1. receive a command
2. load the related AR and process the command which produces some events - a batch
3. store the event batch in MongoDB, e.g. at
{ "_id": { "aggregate": 1234, "version": 65 } }
4. dispatch the events to some messaging system
5. mark the { "_id": { "aggregate": 1234, "version": 65 } } as dispatched

So if this is similar to what you are doing I'm wondering what if the system goes down just after step 3. ?
The events are not dispatched, but how do you find that after restart? Is there an efficient way with MongoDb and/or with other documen / KV stores?
bling
Thanks for the comments!

You are absolutely right in all of your points.

Actually, each individual event in my system is meaningless unless it is part of a batch. The batch is the only thing that is versioned, and the batch version is required to save or get events from the store.

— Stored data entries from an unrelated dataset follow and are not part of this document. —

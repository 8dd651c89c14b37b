//! Store error types.

use thiserror::Error;

/// Store operation errors.
#[derive(Debug, Error, Clone, PartialEq, Eq)]
pub enum StoreError {
    /// The object does not exist.
    #[error("{kind} {key} not found")]
    NotFound { kind: &'static str, key: String },

    /// An object with the same identity already exists.
    #[error("{kind} {key} already exists")]
    AlreadyExists { kind: &'static str, key: String },

    /// The write was based on a stale resource version (optimistic concurrency).
    #[error("conflict writing {kind} {key}: resource version {expected:?} is stale")]
    Conflict {
        kind: &'static str,
        key: String,
        expected: Option<String>,
    },

    /// The store could not serve the request.
    #[error("store unavailable: {0}")]
    Unavailable(String),
}

impl StoreError {
    pub fn not_found(kind: &'static str, key: impl Into<String>) -> Self {
        StoreError::NotFound {
            kind,
            key: key.into(),
        }
    }

    /// Returns true if the object does not exist.
    pub fn is_not_found(&self) -> bool {
        matches!(self, StoreError::NotFound { .. })
    }

    /// Returns true if the write lost an optimistic concurrency race.
    pub fn is_conflict(&self) -> bool {
        matches!(self, StoreError::Conflict { .. })
    }
}
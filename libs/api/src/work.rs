//! Works: per-cluster materialized workloads.

use serde::{Deserialize, Serialize};

use crate::{ObjectMeta, Workload};

#[derive(Debug, Clone, Default, PartialEq, Serialize, Deserialize)]
pub struct WorkloadTemplate {
    #[serde(default)]
    pub manifests: Vec<Workload>,
}

#[derive(Debug, Clone, Default, PartialEq, Serialize, Deserialize)]
pub struct WorkSpec {
    pub workload: WorkloadTemplate,
}

/// A workload materialized for one cluster.
///
/// The work's namespace is the target cluster's execution space.
#[derive(Debug, Clone, Default, PartialEq, Serialize, Deserialize)]
pub struct Work {
    pub metadata: ObjectMeta,
    pub spec: WorkSpec,
}

impl Work {
    pub fn new(metadata: ObjectMeta, manifest: Workload) -> Self {
        Self {
            metadata,
            spec: WorkSpec {
                workload: WorkloadTemplate {
                    manifests: vec![manifest],
                },
            },
        }
    }
}
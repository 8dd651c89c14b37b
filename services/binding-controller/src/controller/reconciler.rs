//! Binding reconciler.
//!
//! One reconciliation of a binding:
//! - Skips bindings the scheduler has not placed yet
//! - Fetches the referenced workload
//! - Materializes one work per target cluster
//! - Deletes works left behind in clusters the binding no longer targets
//!
//! A binding that has disappeared from the store is torn down by deleting
//! every work carrying its ownership labels.

use std::sync::Arc;

use fanout_api::{binding_cluster_names, is_binding_ready, Binding, BindingKey, LabelSet};
use tracing::{debug, info, instrument};

use crate::batch::{delete_works, get_cluster_resource_bindings, get_resource_bindings};
use crate::error::ControllerResult;
use crate::materializer::{ensure_work, MaterializeOptions};
use crate::orphan::{find_orphan_works, remove_orphan_works};
use crate::overrides::OverrideManager;
use crate::store::Store;

/// What a single sync did.
#[derive(Debug, Clone, Copy, PartialEq, Eq)]
pub enum SyncOutcome {
    /// The binding has no target clusters yet.
    NotReady,
    /// Works were materialized and orphans removed.
    Synced { clusters: usize, orphans_removed: usize },
    /// The binding is gone and its works were deleted.
    TornDown,
}

/// Statistics from a full resync pass.
#[derive(Debug, Default, Clone, PartialEq, Eq)]
pub struct ReconcileStats {
    pub bindings_processed: i32,
    pub bindings_failed: i32,
    pub bindings_not_ready: i32,
    pub orphans_removed: i32,
}

/// Reconciles bindings against the works in the store.
#[derive(Clone)]
pub struct BindingReconciler {
    store: Arc<dyn Store>,
    overrides: Arc<dyn OverrideManager>,
    options: MaterializeOptions,
}

impl BindingReconciler {
    pub fn new(
        store: Arc<dyn Store>,
        overrides: Arc<dyn OverrideManager>,
        options: MaterializeOptions,
    ) -> Self {
        Self {
            store,
            overrides,
            options,
        }
    }

    pub fn store(&self) -> &Arc<dyn Store> {
        &self.store
    }

    /// Bring the works of `binding` in line with its target clusters.
    #[instrument(skip_all, fields(binding = %binding.key()))]
    pub async fn reconcile(&self, binding: &Binding) -> ControllerResult<SyncOutcome> {
        let targets = binding.target_clusters();
        if !is_binding_ready(targets) {
            debug!("Binding has no target clusters yet");
            return Ok(SyncOutcome::NotReady);
        }

        let workload = self.store.get_workload(binding.resource()).await?;

        ensure_work(
            self.store.as_ref(),
            self.overrides.as_ref(),
            &self.options,
            binding,
            &workload,
        )
        .await?;

        let cluster_names = binding_cluster_names(targets);
        let orphans = find_orphan_works(self.store.as_ref(), binding, &cluster_names).await?;
        remove_orphan_works(self.store.as_ref(), &orphans).await?;

        Ok(SyncOutcome::Synced {
            clusters: targets.len(),
            orphans_removed: orphans.len(),
        })
    }

    /// Delete every work owned by the binding identified by `key`.
    #[instrument(skip(self))]
    pub async fn teardown(&self, key: &BindingKey) -> ControllerResult<SyncOutcome> {
        let (requeue, result) = delete_works(self.store.as_ref(), &key.ownership_labels()).await;
        if requeue.is_requested() {
            debug!("Teardown incomplete, will retry");
        }
        result?;
        info!("Deleted works of removed binding");
        Ok(SyncOutcome::TornDown)
    }

    /// Re-read the binding and reconcile it, or tear it down if it is gone.
    pub async fn sync(&self, key: &BindingKey) -> ControllerResult<SyncOutcome> {
        match self.store.get_binding(key).await {
            Ok(binding) => self.reconcile(&binding).await,
            Err(e) if e.is_not_found() => self.teardown(key).await,
            Err(e) => Err(e.into()),
        }
    }

    /// Keys of every binding in the store, namespaced first.
    pub async fn binding_keys(&self) -> ControllerResult<Vec<BindingKey>> {
        let all = LabelSet::new();
        let namespaced = get_resource_bindings(self.store.as_ref(), &all).await?;
        let cluster_wide = get_cluster_resource_bindings(self.store.as_ref(), &all).await?;

        Ok(namespaced
            .into_iter()
            .map(Binding::from)
            .chain(cluster_wide.into_iter().map(Binding::from))
            .map(|b| b.key())
            .collect())
    }
}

As for duplicate handling, since I wrote the post I implemented _id as a complex object like this:

{ "_id": { "aggregate": 1234, "version": 65 } }

_id is always indexed, and unique. If version 66 already exists, the 2nd command handler will simply fail, and the event store will continue to have good, consistent data.
Jonathan Oliver
Awesome post.

When I started writing version 2.0 of my EventStore library, I wanted to ensure that NoSQL databases such as MongoDB could be handled. Pushing everything up as a single batch is critical.

Here is the implementation for Mongo:
https://github.com/joliver/EventStore/tree/master/src/proj/EventStore.Persistence.MongoPersistence

Here is the design guide:
http://jonathan-oliver.blogspot.com/2010/12/cqrs-eventstore-v2-architectural.html

There are three quick things I wanted to mention regarding your implementation. First, because you're now pushing things up as a batch, you can no longer use the event version as an optimistic control technique. Instead, you'll want to number each batch that you push using a sequential, incrementing value.

Lastly, if you only push the event information, you may lose some context because there is oftentimes metadata associated with all of the events that you'll want to store.

You'll also want to consider what happens when a message is processed more than once which causes a batch to be written. NoSQL doesn't provide any guarantees related to de-duplication so you'll need to handle that in your application code/event store code.